GIVEN RECORDS:
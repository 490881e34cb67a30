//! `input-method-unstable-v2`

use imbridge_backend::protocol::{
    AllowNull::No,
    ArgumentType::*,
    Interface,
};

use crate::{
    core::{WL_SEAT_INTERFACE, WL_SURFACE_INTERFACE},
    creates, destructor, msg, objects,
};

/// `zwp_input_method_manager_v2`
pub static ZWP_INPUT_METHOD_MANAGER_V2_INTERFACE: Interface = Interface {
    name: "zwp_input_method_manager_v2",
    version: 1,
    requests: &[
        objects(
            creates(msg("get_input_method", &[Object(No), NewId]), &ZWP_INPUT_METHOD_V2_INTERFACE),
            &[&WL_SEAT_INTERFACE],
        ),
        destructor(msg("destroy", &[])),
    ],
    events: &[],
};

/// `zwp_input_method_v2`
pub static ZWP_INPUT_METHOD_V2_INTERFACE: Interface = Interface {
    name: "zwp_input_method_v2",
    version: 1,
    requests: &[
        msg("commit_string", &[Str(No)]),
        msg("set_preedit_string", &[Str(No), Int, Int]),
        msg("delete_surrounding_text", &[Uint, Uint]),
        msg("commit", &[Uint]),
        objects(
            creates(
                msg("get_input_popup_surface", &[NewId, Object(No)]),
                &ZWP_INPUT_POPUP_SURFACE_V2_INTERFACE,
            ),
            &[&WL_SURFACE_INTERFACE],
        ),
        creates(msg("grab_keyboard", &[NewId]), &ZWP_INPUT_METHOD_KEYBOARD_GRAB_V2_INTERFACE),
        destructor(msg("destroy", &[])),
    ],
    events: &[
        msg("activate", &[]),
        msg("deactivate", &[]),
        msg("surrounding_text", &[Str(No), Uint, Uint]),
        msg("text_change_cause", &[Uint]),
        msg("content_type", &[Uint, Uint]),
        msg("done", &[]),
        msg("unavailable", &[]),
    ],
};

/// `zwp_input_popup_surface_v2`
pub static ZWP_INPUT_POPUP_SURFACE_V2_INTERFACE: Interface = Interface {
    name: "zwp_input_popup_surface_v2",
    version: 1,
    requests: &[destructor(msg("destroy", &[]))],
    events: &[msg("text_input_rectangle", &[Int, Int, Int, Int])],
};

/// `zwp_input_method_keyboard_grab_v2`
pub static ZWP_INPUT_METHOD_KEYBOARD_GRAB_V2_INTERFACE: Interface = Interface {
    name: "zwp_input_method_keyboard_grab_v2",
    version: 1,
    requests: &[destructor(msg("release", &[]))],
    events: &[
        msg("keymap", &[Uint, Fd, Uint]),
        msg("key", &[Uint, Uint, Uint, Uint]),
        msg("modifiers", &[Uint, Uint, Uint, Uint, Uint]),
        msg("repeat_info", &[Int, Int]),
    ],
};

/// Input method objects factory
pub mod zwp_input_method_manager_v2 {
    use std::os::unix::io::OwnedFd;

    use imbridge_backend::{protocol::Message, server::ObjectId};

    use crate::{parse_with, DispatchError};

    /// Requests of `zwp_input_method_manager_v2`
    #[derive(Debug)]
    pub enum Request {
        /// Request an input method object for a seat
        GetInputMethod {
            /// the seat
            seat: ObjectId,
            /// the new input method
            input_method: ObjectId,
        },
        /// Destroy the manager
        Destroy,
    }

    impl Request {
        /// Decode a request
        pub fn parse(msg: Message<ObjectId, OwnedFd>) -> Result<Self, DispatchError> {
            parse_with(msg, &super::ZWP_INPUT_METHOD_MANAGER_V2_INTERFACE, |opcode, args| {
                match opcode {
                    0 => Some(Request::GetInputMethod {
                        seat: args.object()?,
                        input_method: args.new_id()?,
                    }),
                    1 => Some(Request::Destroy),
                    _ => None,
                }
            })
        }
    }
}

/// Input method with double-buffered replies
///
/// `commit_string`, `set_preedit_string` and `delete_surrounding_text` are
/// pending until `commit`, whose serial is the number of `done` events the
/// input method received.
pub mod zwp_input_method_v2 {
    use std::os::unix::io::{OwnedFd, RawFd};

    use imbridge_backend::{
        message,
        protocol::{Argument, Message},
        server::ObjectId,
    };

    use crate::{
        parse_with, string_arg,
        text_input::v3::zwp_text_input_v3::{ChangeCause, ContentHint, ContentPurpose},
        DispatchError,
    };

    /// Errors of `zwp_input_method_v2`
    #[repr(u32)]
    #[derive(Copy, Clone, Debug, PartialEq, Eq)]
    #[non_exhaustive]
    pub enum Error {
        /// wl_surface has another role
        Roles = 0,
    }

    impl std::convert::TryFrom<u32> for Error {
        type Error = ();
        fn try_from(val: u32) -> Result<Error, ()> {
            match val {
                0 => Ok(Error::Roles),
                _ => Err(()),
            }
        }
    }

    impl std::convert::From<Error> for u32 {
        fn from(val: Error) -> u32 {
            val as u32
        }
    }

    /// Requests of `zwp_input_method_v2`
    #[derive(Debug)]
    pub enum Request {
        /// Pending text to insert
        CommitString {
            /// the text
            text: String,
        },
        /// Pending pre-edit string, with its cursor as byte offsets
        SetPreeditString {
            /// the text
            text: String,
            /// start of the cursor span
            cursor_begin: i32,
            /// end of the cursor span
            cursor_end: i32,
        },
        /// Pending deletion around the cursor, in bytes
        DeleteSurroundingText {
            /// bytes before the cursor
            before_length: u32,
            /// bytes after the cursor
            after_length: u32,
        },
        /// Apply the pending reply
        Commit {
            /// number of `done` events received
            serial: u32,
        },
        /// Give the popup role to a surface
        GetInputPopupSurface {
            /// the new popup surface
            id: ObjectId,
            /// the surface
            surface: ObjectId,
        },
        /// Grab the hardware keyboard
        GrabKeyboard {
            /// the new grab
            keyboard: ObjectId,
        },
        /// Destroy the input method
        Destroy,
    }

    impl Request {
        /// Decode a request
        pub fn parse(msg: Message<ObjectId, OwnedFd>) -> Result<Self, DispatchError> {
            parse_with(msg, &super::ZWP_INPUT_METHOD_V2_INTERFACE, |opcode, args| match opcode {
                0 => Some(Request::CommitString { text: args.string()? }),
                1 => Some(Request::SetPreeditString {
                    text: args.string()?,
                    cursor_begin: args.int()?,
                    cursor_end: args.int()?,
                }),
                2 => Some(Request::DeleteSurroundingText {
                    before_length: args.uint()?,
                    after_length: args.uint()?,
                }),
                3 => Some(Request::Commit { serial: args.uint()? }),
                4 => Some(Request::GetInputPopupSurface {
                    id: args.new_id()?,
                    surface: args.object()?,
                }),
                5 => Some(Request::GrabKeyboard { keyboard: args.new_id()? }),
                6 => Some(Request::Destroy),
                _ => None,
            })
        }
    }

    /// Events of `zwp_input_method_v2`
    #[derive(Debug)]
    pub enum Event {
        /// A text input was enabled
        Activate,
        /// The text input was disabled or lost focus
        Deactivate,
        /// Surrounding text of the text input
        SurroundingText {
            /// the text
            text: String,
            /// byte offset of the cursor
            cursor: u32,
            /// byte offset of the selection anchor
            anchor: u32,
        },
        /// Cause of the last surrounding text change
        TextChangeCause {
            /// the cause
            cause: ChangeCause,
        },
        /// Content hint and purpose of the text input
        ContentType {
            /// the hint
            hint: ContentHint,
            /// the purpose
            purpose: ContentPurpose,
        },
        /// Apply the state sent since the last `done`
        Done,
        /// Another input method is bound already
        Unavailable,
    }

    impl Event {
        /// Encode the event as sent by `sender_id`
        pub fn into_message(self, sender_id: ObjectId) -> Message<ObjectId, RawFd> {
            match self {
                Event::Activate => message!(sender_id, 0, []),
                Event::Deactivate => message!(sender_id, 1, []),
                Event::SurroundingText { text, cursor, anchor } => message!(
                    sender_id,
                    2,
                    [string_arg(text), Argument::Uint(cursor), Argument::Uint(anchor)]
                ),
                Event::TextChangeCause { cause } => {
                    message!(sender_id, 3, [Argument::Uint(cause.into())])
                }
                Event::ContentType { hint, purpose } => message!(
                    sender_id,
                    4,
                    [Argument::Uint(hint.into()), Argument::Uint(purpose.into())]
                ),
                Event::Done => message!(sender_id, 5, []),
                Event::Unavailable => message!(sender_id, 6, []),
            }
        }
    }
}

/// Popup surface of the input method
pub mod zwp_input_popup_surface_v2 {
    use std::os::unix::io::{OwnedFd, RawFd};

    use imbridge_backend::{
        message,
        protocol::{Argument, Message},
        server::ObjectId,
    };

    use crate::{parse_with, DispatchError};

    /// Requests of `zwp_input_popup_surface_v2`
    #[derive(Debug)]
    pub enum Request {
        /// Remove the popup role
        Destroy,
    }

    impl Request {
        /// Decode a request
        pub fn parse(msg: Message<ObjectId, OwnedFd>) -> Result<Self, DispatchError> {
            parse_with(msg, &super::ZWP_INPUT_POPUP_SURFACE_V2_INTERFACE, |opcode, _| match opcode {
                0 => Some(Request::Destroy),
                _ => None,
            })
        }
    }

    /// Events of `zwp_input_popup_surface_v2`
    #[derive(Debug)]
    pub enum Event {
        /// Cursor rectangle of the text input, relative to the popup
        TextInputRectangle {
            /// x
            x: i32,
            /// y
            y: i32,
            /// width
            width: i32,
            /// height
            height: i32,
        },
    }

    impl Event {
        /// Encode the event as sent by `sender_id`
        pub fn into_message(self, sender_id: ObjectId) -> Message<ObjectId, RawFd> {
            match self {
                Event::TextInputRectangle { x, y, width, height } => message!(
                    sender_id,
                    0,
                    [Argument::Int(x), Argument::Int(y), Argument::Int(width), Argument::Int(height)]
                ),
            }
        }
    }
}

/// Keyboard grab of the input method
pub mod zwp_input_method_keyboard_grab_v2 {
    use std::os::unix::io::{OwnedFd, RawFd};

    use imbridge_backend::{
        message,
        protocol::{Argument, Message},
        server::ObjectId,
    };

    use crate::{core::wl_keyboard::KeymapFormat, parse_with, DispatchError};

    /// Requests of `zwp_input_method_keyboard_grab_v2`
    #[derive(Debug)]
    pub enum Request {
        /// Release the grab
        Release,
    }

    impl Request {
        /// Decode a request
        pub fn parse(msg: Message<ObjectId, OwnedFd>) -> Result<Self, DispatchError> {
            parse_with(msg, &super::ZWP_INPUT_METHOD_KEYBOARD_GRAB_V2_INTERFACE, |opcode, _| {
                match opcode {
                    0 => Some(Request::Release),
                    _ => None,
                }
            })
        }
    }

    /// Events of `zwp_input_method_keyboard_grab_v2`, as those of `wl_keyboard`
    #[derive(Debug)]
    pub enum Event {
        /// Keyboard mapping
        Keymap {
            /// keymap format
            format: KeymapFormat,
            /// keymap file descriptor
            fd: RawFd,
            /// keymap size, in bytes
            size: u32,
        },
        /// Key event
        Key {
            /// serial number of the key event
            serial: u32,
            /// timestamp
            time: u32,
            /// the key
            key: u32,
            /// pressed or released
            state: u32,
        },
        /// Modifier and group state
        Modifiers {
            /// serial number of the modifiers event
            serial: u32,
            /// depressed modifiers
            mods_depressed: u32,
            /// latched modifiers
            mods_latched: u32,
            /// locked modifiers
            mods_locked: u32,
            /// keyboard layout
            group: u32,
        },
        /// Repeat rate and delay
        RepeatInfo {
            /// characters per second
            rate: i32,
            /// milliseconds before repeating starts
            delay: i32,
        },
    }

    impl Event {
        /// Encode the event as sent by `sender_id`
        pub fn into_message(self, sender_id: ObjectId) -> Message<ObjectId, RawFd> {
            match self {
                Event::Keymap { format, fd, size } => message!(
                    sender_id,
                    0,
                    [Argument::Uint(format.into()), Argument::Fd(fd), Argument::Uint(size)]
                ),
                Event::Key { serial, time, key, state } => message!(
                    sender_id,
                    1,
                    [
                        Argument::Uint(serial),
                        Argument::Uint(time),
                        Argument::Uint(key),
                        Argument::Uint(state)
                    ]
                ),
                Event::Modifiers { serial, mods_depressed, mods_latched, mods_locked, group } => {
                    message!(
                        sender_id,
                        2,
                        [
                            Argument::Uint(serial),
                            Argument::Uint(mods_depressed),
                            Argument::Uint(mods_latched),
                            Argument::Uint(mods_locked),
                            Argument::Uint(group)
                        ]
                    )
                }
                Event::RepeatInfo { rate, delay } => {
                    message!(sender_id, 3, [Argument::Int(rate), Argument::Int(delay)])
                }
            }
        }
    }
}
==
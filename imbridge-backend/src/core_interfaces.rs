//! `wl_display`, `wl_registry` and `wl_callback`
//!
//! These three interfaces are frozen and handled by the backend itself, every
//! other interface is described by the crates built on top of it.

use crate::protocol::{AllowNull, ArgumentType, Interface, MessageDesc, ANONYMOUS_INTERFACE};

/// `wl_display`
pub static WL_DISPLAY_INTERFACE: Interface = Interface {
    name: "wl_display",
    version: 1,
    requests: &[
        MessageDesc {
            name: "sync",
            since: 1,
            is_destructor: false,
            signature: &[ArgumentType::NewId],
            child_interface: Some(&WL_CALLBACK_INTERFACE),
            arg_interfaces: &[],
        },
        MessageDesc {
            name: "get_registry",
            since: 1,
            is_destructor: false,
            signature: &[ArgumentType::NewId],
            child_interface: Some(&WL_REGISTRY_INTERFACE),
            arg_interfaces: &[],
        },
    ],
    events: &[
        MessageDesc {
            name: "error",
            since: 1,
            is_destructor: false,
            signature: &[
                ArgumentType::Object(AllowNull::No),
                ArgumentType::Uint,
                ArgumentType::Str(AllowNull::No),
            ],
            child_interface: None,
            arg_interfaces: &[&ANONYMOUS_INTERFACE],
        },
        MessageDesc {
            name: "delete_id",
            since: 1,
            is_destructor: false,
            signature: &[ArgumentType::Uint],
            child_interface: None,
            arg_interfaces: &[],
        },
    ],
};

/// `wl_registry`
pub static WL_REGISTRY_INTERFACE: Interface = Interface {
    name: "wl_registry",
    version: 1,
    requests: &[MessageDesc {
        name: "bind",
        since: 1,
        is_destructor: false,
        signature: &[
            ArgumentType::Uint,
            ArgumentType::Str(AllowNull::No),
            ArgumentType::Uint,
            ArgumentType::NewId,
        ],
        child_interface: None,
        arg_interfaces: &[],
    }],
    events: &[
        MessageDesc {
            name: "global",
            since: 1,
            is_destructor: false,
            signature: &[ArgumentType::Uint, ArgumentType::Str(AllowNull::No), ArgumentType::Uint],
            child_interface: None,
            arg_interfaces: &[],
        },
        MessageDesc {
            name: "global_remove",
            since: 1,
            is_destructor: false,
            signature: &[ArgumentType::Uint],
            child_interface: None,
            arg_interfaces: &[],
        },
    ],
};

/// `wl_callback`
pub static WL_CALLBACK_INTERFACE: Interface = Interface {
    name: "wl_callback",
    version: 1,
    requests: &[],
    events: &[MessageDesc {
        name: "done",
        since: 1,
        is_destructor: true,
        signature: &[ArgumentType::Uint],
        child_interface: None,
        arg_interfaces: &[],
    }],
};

WHAT IS NEEDED: The lines above that include "GrabKeyboard" should each be listed.

THE COMPLETED TASK:
        GrabKeyboard {
                5 => Some(Request::GrabKeyboard { keyboard: args.new_id()? }),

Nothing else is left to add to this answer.